Problem details:
Please restate verbatim the lines that open the listing below, ending with the line in which "fn sector_bytes(disk: &Disk, head: u8, cylinder: u8, sector: u8)" occurs.

------ Material for this exercise

//! Bit array helpers for the per-byte clock-mark map.
//!
//! Bit `n` lives in byte `n / 8`, least significant bit first. Positions
//! past the end of the map read as clear and ignore writes.

#[must_use]
pub fn test(bitmap: &[u8], bit: usize) -> bool {
    bitmap
        .get(bit >> 3)
        .is_some_and(|b| b & (1 << (bit & 7)) != 0)
}

pub fn set(bitmap: &mut [u8], bit: usize) {
    if let Some(b) = bitmap.get_mut(bit >> 3) {
        *b |= 1 << (bit & 7);
    }
}

pub fn reset(bitmap: &mut [u8], bit: usize) {
    if let Some(b) = bitmap.get_mut(bit >> 3) {
        *b &= !(1 << (bit & 7));
    }
}

/// Bytes needed for a map covering `bits` positions.
#[must_use]
pub const fn len_for(bits: usize) -> usize {
    bits.div_ceil(8)
}
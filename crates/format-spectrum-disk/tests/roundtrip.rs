//! File-level round trips through the image containers.
//!
//! Each test builds a disk in memory, writes it to a temporary directory,
//! reopens it with format detection and checks the sectors survived.

use format_spectrum_disk::{
    Density, Disk, DiskError, DiskType, GapType, GeomFlags, ImageReader, OpenOptions, TrackLayout,
    check_disk_geom,
};

fn init_logging() {
    let _ = env_logger::builder().is_test(true).try_init();
}

const TRDOS: TrackLayout = TrackLayout {
    sector_base: 1,
    sectors: 16,
    sector_length: 256,
    gap: GapType::TrDos,
    interleave: 2,
    preindex: false,
};

/// Byte `i` of the logical image a formatted test disk carries.
fn pattern(i: usize) -> u8 {
    (i * 7 + i / 256) as u8
}

/// Double-sided 80 cylinder TR-DOS disk filled with [`pattern`].
fn trdos_disk() -> Disk {
    let mut disk = Disk::new(2, 80, Density::Dd, DiskType::Trd).expect("blank disk");
    let data: Vec<u8> = (0..2 * 80 * 16 * 256).map(pattern).collect();
    let mut src = ImageReader::new(&data);
    for cylinder in 0..80 {
        for head in 0..2 {
            disk.trackgen(head, cylinder, &TRDOS, &mut src, None)
                .expect("format track");
        }
    }
    disk
}

fn sector_bytes(disk: &Disk, head: u8, cylinder: u8, sector: u8) -> Vec<u8> {
    disk.read_sector(head, cylinder, sector)
        .and_then(|r| r.data)
        .map(|d| d.bytes)
        .unwrap_or_default()
}

#[test]
fn trd_file_round_trip() {
    init_logging();
    let dir = tempfile::tempdir().expect("tempdir");
    let path = dir.path().join("game.trd");

    let mut disk = trdos_disk();
    disk.write(&path).expect("write trd");
    assert!(!disk.is_dirty());
    assert_eq!(disk.filename(), Some(path.as_path()));

    let bytes = std::fs::read(&path).expect("read back");
    assert_eq!(bytes.len(), 2 * 80 * 16 * 256);
    assert!(bytes.iter().enumerate().all(|(i, &b)| b == pattern(i)), "logical order preserved");

    let back = Disk::open(&path, OpenOptions::default()).expect("reopen");
    assert_eq!(back.kind(), DiskType::Trd);
    assert_eq!((back.sides(), back.cylinders()), (2, 80));
    assert_eq!(sector_bytes(&back, 1, 40, 9), sector_bytes(&disk, 1, 40, 9));
}

#[test]
fn conversion_through_udi_keeps_every_sector() {
    init_logging();
    let dir = tempfile::tempdir().expect("tempdir");
    let udi = dir.path().join("disk.udi");
    let trd = dir.path().join("disk.trd");

    let mut disk = trdos_disk();
    disk.write_as(&udi, DiskType::Udi).expect("write udi");
    let mut raw = Disk::open(&udi, OpenOptions::default()).expect("open udi");
    assert_eq!(raw.kind(), DiskType::Udi);

    let geom = check_disk_geom(&raw);
    assert!(geom.is_regular(), "flags {:?}", geom.flags);
    assert_eq!((geom.sectors, geom.sector_length, geom.sector_base), (16, 256, 1));

    raw.write_as(&trd, DiskType::Trd).expect("write trd");
    let bytes = std::fs::read(&trd).expect("read trd");
    assert_eq!(bytes, trdos_disk().to_bytes(DiskType::Trd).expect("direct"));
}

#[test]
fn mgt_is_detected_by_size() {
    init_logging();
    let image: Vec<u8> = (0..819_200usize).map(pattern).collect();
    let disk = Disk::open_bytes(&image, "backup.bin", OpenOptions::default()).expect("open");
    assert_eq!(disk.kind(), DiskType::Mgt);
    assert_eq!((disk.sides(), disk.cylinders()), (2, 80));
    assert_eq!(disk.to_bytes(DiskType::Mgt).expect("write"), image);
}

#[test]
fn irregular_disk_only_fits_sector_lists() {
    init_logging();
    let mut disk = trdos_disk();
    let short = TrackLayout {
        sectors: 9,
        sector_length: 512,
        gap: GapType::IbmMfm,
        interleave: 1,
        ..TRDOS
    };
    let data = vec![0x5A; 9 * 512];
    disk.trackgen(0, 3, &short, &mut ImageReader::new(&data), None)
        .expect("reformat track");

    let geom = check_disk_geom(&disk);
    assert!(geom.flags.intersects(GeomFlags::IRREGULAR));
    assert_eq!(disk.to_bytes(DiskType::Trd).err(), Some(DiskError::Geom));

    let edsk = disk.to_bytes(DiskType::Ecpc).expect("edsk");
    let back = Disk::open_bytes(&edsk, "mixed.dsk", OpenOptions::default()).expect("reopen");
    assert_eq!(back.kind(), DiskType::Ecpc);
    assert_eq!(sector_bytes(&back, 0, 3, 9), vec![0x5A; 512]);
    assert_eq!(sector_bytes(&back, 1, 3, 16), sector_bytes(&disk, 1, 3, 16));

    let fdi = disk.to_bytes(DiskType::Fdi).expect("fdi");
    let back = Disk::open_bytes(&fdi, "mixed.fdi", OpenOptions::default()).expect("reopen");
    assert_eq!(back.kind(), DiskType::Fdi);
    assert_eq!(sector_bytes(&back, 0, 3, 1), vec![0x5A; 512]);
}

#[test]
fn failed_write_records_status() {
    init_logging();
    let dir = tempfile::tempdir().expect("tempdir");
    let mut disk = trdos_disk();
    assert_eq!(
        disk.write_as(dir.path().join("out.td0"), DiskType::Td0).err(),
        Some(DiskError::Impl)
    );
    assert_eq!(disk.status(), Some(DiskError::Impl));

    let missing = dir.path().join("no-such-dir").join("out.trd");
    assert_eq!(disk.write(&missing).err(), Some(DiskError::WrFile));
    assert_eq!(disk.status(), Some(DiskError::WrFile));
}

#[test]
fn write_protected_disk_refuses_sector_writes() {
    let mut disk = trdos_disk();
    disk.set_write_protect(true);
    assert_eq!(disk.write_sector(0, 0, 1, &[0; 256]).err(), Some(DiskError::RdOnly));
    disk.set_write_protect(false);
    disk.write_sector(0, 0, 1, &[0xEE; 256]).expect("write sector");
    assert!(disk.is_dirty());
    assert_eq!(sector_bytes(&disk, 0, 0, 1), vec![0xEE; 256]);
}

#[test]
fn log_dump_is_text() {
    let disk = trdos_disk();
    let text = String::from_utf8(disk.to_bytes(DiskType::Log).expect("log")).expect("utf8");
    assert!(text.contains("Track 79:1  16 sectors"));
}

#[test]
fn unknown_content_fails_to_open() {
    assert_eq!(
        Disk::open_bytes(&[1, 2, 3], "mystery.bin", OpenOptions::default()).err(),
        Some(DiskError::Open)
    );
    let dir = tempfile::tempdir().expect("tempdir");
    assert_eq!(
        Disk::open(dir.path().join("absent.udi"), OpenOptions::default()).err(),
        Some(DiskError::Open)
    );
}
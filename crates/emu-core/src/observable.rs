//! Read-only state inspection.
//!
//! Components expose registers and internal flags by dotted path for
//! debuggers and tests. Queries never change emulation state.

use std::fmt;

/// A dynamically-typed value returned by a query.
#[derive(Debug, Clone, PartialEq, Eq)]
pub enum Value {
    Bool(bool),
    U8(u8),
    U16(u16),
    U32(u32),
    U64(u64),
    String(String),
}

impl fmt::Display for Value {
    fn fmt(&self, f: &mut fmt::Formatter<'_>) -> fmt::Result {
        match self {
            Value::Bool(v) => write!(f, "{v}"),
            Value::U8(v) => write!(f, "{v:#04X}"),
            Value::U16(v) => write!(f, "{v:#06X}"),
            Value::U32(v) => write!(f, "{v:#010X}"),
            Value::U64(v) => write!(f, "{v}"),
            Value::String(v) => f.write_str(v),
        }
    }
}

impl From<bool> for Value {
    fn from(v: bool) -> Self {
        Value::Bool(v)
    }
}

impl From<u8> for Value {
    fn from(v: u8) -> Self {
        Value::U8(v)
    }
}

impl From<u16> for Value {
    fn from(v: u16) -> Self {
        Value::U16(v)
    }
}

impl From<u32> for Value {
    fn from(v: u32) -> Self {
        Value::U32(v)
    }
}

impl From<u64> for Value {
    fn from(v: u64) -> Self {
        Value::U64(v)
    }
}

impl From<&str> for Value {
    fn from(v: &str) -> Self {
        Value::String(v.to_owned())
    }
}

/// State inspection by path.
pub trait Observable {
    /// Value at `path` (e.g. `"track"` or `"drive.cylinder"`), if it exists.
    fn query(&self, path: &str) -> Option<Value>;

    /// Every path `query` answers.
    fn query_paths(&self) -> &'static [&'static str];
}

#[cfg(test)]
mod tests {
    use super::*;

    #[test]
    fn display_uses_register_notation() {
        assert_eq!(Value::U8(0x1F).to_string(), "0x1F");
        assert_eq!(Value::U16(0xABCD).to_string(), "0xABCD");
        assert_eq!(Value::from(true).to_string(), "true");
        assert_eq!(Value::from("READ").to_string(), "READ");
    }
}
//! Front-end status notifications.
//!
//! Fire-and-forget: a component reports that something started or stopped
//! and carries on regardless of whether anybody listens.

/// Status-bar item a notification refers to.
#[derive(Debug, Clone, Copy, PartialEq, Eq)]
pub enum StatusItem {
    Disk,
}

#[derive(Debug, Clone, Copy, PartialEq, Eq)]
pub enum Activity {
    Active,
    Inactive,
}

/// Receiver for status notifications (usually a UI status bar).
pub trait StatusIndicator {
    fn update(&mut self, item: StatusItem, activity: Activity);
}

/// Indicator that drops every notification.
#[derive(Debug, Default, Clone, Copy)]
pub struct NullIndicator;

impl StatusIndicator for NullIndicator {
    fn update(&mut self, item: StatusItem, activity: Activity) {
        log::trace!("status {item:?} -> {activity:?}");
    }
}
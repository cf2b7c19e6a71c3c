//! Emulated CPU time.

use core::ops::{Add, AddAssign, Sub};

/// A count of emulated CPU clock cycles.
#[derive(Debug, Clone, Copy, PartialEq, Eq, PartialOrd, Ord, Hash, Default)]
#[cfg_attr(feature = "serde", derive(serde::Serialize, serde::Deserialize))]
pub struct Tstates(pub u64);

impl Tstates {
    pub const ZERO: Self = Self(0);

    #[must_use]
    pub const fn new(count: u64) -> Self {
        Self(count)
    }

    #[must_use]
    pub const fn get(self) -> u64 {
        self.0
    }

    /// Cycles elapsed since `earlier`, zero if `earlier` lies in the future.
    #[must_use]
    pub const fn since(self, earlier: Self) -> u64 {
        self.0.saturating_sub(earlier.0)
    }
}

impl Add for Tstates {
    type Output = Self;

    fn add(self, rhs: Self) -> Self {
        Self(self.0 + rhs.0)
    }
}

impl Add<u64> for Tstates {
    type Output = Self;

    fn add(self, rhs: u64) -> Self {
        Self(self.0 + rhs)
    }
}

impl AddAssign for Tstates {
    fn add_assign(&mut self, rhs: Self) {
        self.0 += rhs.0;
    }
}

impl Sub for Tstates {
    type Output = Self;

    fn sub(self, rhs: Self) -> Self {
        Self(self.0.saturating_sub(rhs.0))
    }
}

impl From<u64> for Tstates {
    fn from(count: u64) -> Self {
        Self(count)
    }
}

------------

Result for this task:
//! Bit array helpers for the per-byte clock-mark map.
//!
//! Bit `n` lives in byte `n / 8`, least significant bit first. Positions
//! past the end of the map read as clear and ignore writes.

#[must_use]
pub fn test(bitmap: &[u8], bit: usize) -> bool {
    bitmap
        .get(bit >> 3)
        .is_some_and(|b| b & (1 << (bit & 7)) != 0)
}

pub fn set(bitmap: &mut [u8], bit: usize) {
    if let Some(b) = bitmap.get_mut(bit >> 3) {
        *b |= 1 << (bit & 7);
    }
}

pub fn reset(bitmap: &mut [u8], bit: usize) {
    if let Some(b) = bitmap.get_mut(bit >> 3) {
        *b &= !(1 << (bit & 7));
    }
}

/// Bytes needed for a map covering `bits` positions.
#[must_use]
pub const fn len_for(bits: usize) -> usize {
    bits.div_ceil(8)
}
filename crates/format-spectrum-disk/tests/roundtrip.rs
//! File-level round trips through the image containers.
//!
//! Each test builds a disk in memory, writes it to a temporary directory,
//! reopens it with format detection and checks the sectors survived.

use format_spectrum_disk::{
    Density, Disk, DiskError, DiskType, GapType, GeomFlags, ImageReader, OpenOptions, TrackLayout,
    check_disk_geom,
};

fn init_logging() {
    let _ = env_logger::builder().is_test(true).try_init();
}

const TRDOS: TrackLayout = TrackLayout {
    sector_base: 1,
    sectors: 16,
    sector_length: 256,
    gap: GapType::TrDos,
    interleave: 2,
    preindex: false,
};

/// Byte `i` of the logical image a formatted test disk carries.
fn pattern(i: usize) -> u8 {
    (i * 7 + i / 256) as u8
}

/// Double-sided 80 cylinder TR-DOS disk filled with [`pattern`].
fn trdos_disk() -> Disk {
    let mut disk = Disk::new(2, 80, Density::Dd, DiskType::Trd).expect("blank disk");
    let data: Vec<u8> = (0..2 * 80 * 16 * 256).map(pattern).collect();
    let mut src = ImageReader::new(&data);
    for cylinder in 0..80 {
        for head in 0..2 {
            disk.trackgen(head, cylinder, &TRDOS, &mut src, None)
                .expect("format track");
        }
    }
    disk
}

fn sector_bytes(disk: &Disk, head: u8, cylinder: u8, sector: u8) -> Vec<u8> {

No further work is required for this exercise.